Problem to work on -
Nothing is needed except the lines below that run from the one with "for completion, check" through the one with "pub async fn run_once(&self)", repeated exactly.

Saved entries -

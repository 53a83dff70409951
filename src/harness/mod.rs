//! One verification pass: submit → poll → verify → delete-verify.

use std::time::Duration;

pub mod completion;
pub mod gc;
pub mod naming;
pub mod runner;
pub mod spec_builder;
pub mod submit;
pub mod verify;

/// Container image the submitted TrainingJob runs when none is configured.
pub const DEFAULT_IMAGE: &str = "gcr.io/cloud-ml-dev/tf_smoke_cmle:latest";

/// Immutable configuration for a harness run, built once in `main` and handed
/// to the [`runner::TestRunner`].
#[derive(Clone, Debug)]
pub struct HarnessConfig {
    /// Image run by every replica of the submitted TrainingJob.
    pub image: String,
    /// Number of independent passes to run.
    pub repeats: u32,
    /// Namespace the TrainingJob is submitted to.
    pub namespace: String,
    /// How long to wait for the job to reach a terminal state.
    pub completion_timeout: Duration,
    /// How long to wait for replica Jobs to be garbage collected after the
    /// parent is deleted.
    pub gc_timeout: Duration,
    /// Delay between status checks in both polling phases.
    pub poll_interval: Duration,
}

impl Default for HarnessConfig {
    fn default() -> Self {
        Self {
            image: DEFAULT_IMAGE.to_string(),
            repeats: 1,
            namespace: "default".to_string(),
            completion_timeout: Duration::from_secs(120),
            gc_timeout: Duration::from_secs(300),
            poll_interval: Duration::from_secs(5),
        }
    }
}
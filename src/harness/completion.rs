//! Bounded wait for a submitted TrainingJob to reach a terminal state.

use std::time::Duration;

use tokio::sync::Mutex;
use tracing::{info, warn};

use crate::cluster::ClusterOps;
use crate::crd::training_job::{JobState, TrainingJob};
use crate::poll::{poll_until, PollOutcome};

/// Terminal classification of a completion poll.
#[derive(Debug, Clone, Copy, PartialEq, Eq)]
pub enum CompletionOutcome {
    Succeeded,
    Failed,
    /// The deadline elapsed while the job was still non-terminal.
    TimedOut,
}

impl std::fmt::Display for CompletionOutcome {
    fn fmt(&self, f: &mut std::fmt::Formatter<'_>) -> std::fmt::Result {
        let s = match self {
            Self::Succeeded => "Succeeded",
            Self::Failed => "Failed",
            Self::TimedOut => "TimedOut",
        };
        write!(f, "{s}")
    }
}

/// Poll the TrainingJob `name` until its state is terminal or `timeout`
/// elapses.
///
/// Fetch errors are logged and retried on the next tick; only the deadline
/// bounds how long the poller keeps trying.  Returns the last successfully
/// fetched resource (`None` when every fetch failed) together with the
/// terminal classification.  The poller never sleeps after observing a
/// terminal state.
pub async fn wait_for_completion(
    ops: &dyn ClusterOps,
    namespace: &str,
    name: &str,
    timeout: Duration,
    interval: Duration,
) -> (Option<TrainingJob>, CompletionOutcome) {
    let observed: Mutex<Option<TrainingJob>> = Mutex::new(None);
    let observed_ref = &observed;

    let outcome = poll_until(timeout, interval, move || async move {
        match ops.get_training_job(namespace, name).await {
            Ok(job) => {
                let state = job.status.as_ref().and_then(|s| s.state);
                *observed_ref.lock().await = Some(job);
                match state {
                    Some(s) if s.is_terminal() => true,
                    _ => {
                        info!(job = %name, state = ?state, "waiting for TrainingJob to finish");
                        false
                    }
                }
            }
            Err(err) => {
                warn!(job = %name, error = %err, "failed to get TrainingJob");
                false
            }
        }
    })
    .await;

    let observed = observed.into_inner();
    let outcome = match outcome {
        PollOutcome::DeadlineExceeded => CompletionOutcome::TimedOut,
        PollOutcome::Satisfied => {
            // Satisfied only happens on a terminal observation.
            match observed.as_ref().and_then(|j| j.status.as_ref()?.state) {
                Some(JobState::Succeeded) => CompletionOutcome::Succeeded,
                _ => CompletionOutcome::Failed,
            }
        }
    };
    (observed, outcome)
}
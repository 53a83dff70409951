//! Derivation of the replica resource names the controller materializes for
//! a TrainingJob.
//!
//! Both the creation check and the garbage-collection check build their
//! working set from [`expected_replicas`]; there is exactly one derivation
//! path, so the two phases can never disagree about which resources belong
//! to a run.

use crate::crd::training_job::{ReplicaType, TrainingJobSpec};

/// One replica resource the controller is expected to have created.
#[derive(Debug, Clone, PartialEq, Eq)]
pub struct ExpectedReplica {
    pub replica_type: ReplicaType,
    pub index: i32,
    pub name: String,
}

/// Name of the batch Job backing replica `index` of a replica group:
/// `<lowercased role>-<run id>-<index>`.
///
/// This format is the controller's contract and must match it byte for byte.
pub fn replica_resource_name(replica_type: ReplicaType, run_id: &str, index: i32) -> String {
    format!("{}-{}-{}", replica_type.as_name_component(), run_id, index)
}

/// Expand a TrainingJobSpec into every replica resource expected under
/// `run_id`: one entry per index in `[0, replicas)` per replica group.
pub fn expected_replicas(spec: &TrainingJobSpec, run_id: &str) -> Vec<ExpectedReplica> {
    let mut expected = Vec::new();
    for group in &spec.replica_specs {
        for index in 0..group.replicas {
            expected.push(ExpectedReplica {
                replica_type: group.replica_type,
                index,
                name: replica_resource_name(group.replica_type, run_id, index),
            });
        }
    }
    expected
}
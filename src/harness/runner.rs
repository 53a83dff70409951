//! Orchestration of verification passes and the TAP report.

use std::sync::Arc;

use kube::ResourceExt;
use tracing::{info, warn};

use crate::cluster::ClusterOps;
use crate::error::{Error, Result};
use crate::harness::completion::{wait_for_completion, CompletionOutcome};
use crate::harness::gc::verify_garbage_collection;
use crate::harness::spec_builder::{build_training_job, rand_suffix};
use crate::harness::submit::submit;
use crate::harness::verify::verify_replica_resources;
use crate::harness::HarnessConfig;

/// Runs the configured number of verification passes against a cluster.
///
/// Each pass owns a freshly named TrainingJob and shares no state with other
/// passes, so the only cross-pass coupling is the cluster itself.
pub struct TestRunner {
    ops: Arc<dyn ClusterOps>,
    config: HarnessConfig,
}

impl TestRunner {
    pub fn new(ops: Arc<dyn ClusterOps>, config: HarnessConfig) -> Self {
        Self { ops, config }
    }

    /// Run every configured pass, printing a TAP report per pass.  Returns
    /// true when all passes reported ok.
    pub async fn run(&self) -> bool {
        let mut all_ok = true;
        for pass in 1..=self.config.repeats {
            info!(pass, repeats = self.config.repeats, "starting verification pass");
            let result = self.run_once().await;
            if let Err(ref err) = result {
                warn!(pass, error = %err, "verification pass failed");
                all_ok = false;
            }
            println!("1..1");
            println!("{}", tap_report(&result));
        }
        all_ok
    }

    /// One full pass: submit a fresh TrainingJob, wait for completion, check
    /// the replica Jobs exist, then delete and wait for garbage collection.
    /// Returns the job name on success.
    pub async fn run_once(&self) -> Result<String> {
        let ops = &*self.ops;
        let ns = &self.config.namespace;

        let name = format!("e2e-trainjob-{}", rand_suffix(4));
        let job = build_training_job(&name, &self.config);
        let accepted = submit(ops, ns, &job).await?;

        let (observed, outcome) = wait_for_completion(
            ops,
            ns,
            &name,
            self.config.completion_timeout,
            self.config.poll_interval,
        )
        .await;
        let observed = observed.ok_or_else(|| Error::ResourceUnavailable(name.clone()))?;
        if outcome != CompletionOutcome::Succeeded {
            return Err(Error::JobDidNotSucceed {
                name,
                outcome,
                snapshot: pretty(&observed),
            });
        }

        let run_id = observed
            .status
            .as_ref()
            .and_then(|s| s.run_id.as_deref())
            .filter(|id| !id.is_empty())
            .ok_or_else(|| Error::MissingRunId(name.clone()))?
            .to_string();

        verify_replica_resources(ops, ns, &name, &accepted.spec, &run_id).await?;
        verify_garbage_collection(
            ops,
            ns,
            &name,
            &accepted.spec,
            &run_id,
            self.config.gc_timeout,
            self.config.poll_interval,
        )
        .await?;

        Ok(accepted.name_any())
    }
}

/// Format the TAP result line for one pass.
pub fn tap_report(result: &Result<String>) -> String {
    match result {
        Ok(name) => format!("ok 1 - Successfully ran TrainingJob {name}"),
        Err(err) => format!("not ok 1 - Running TrainingJob failed: {err}"),
    }
}

fn pretty(job: &crate::crd::training_job::TrainingJob) -> String {
    serde_json::to_string_pretty(job).unwrap_or_else(|err| format!("<unprintable: {err}>"))
}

Response for this exercise -
    /// One full pass: submit a fresh TrainingJob, wait for completion, check
    /// the replica Jobs exist, then delete and wait for garbage collection.
    /// Returns the job name on success.
    pub async fn run_once(&self) -> Result<String> {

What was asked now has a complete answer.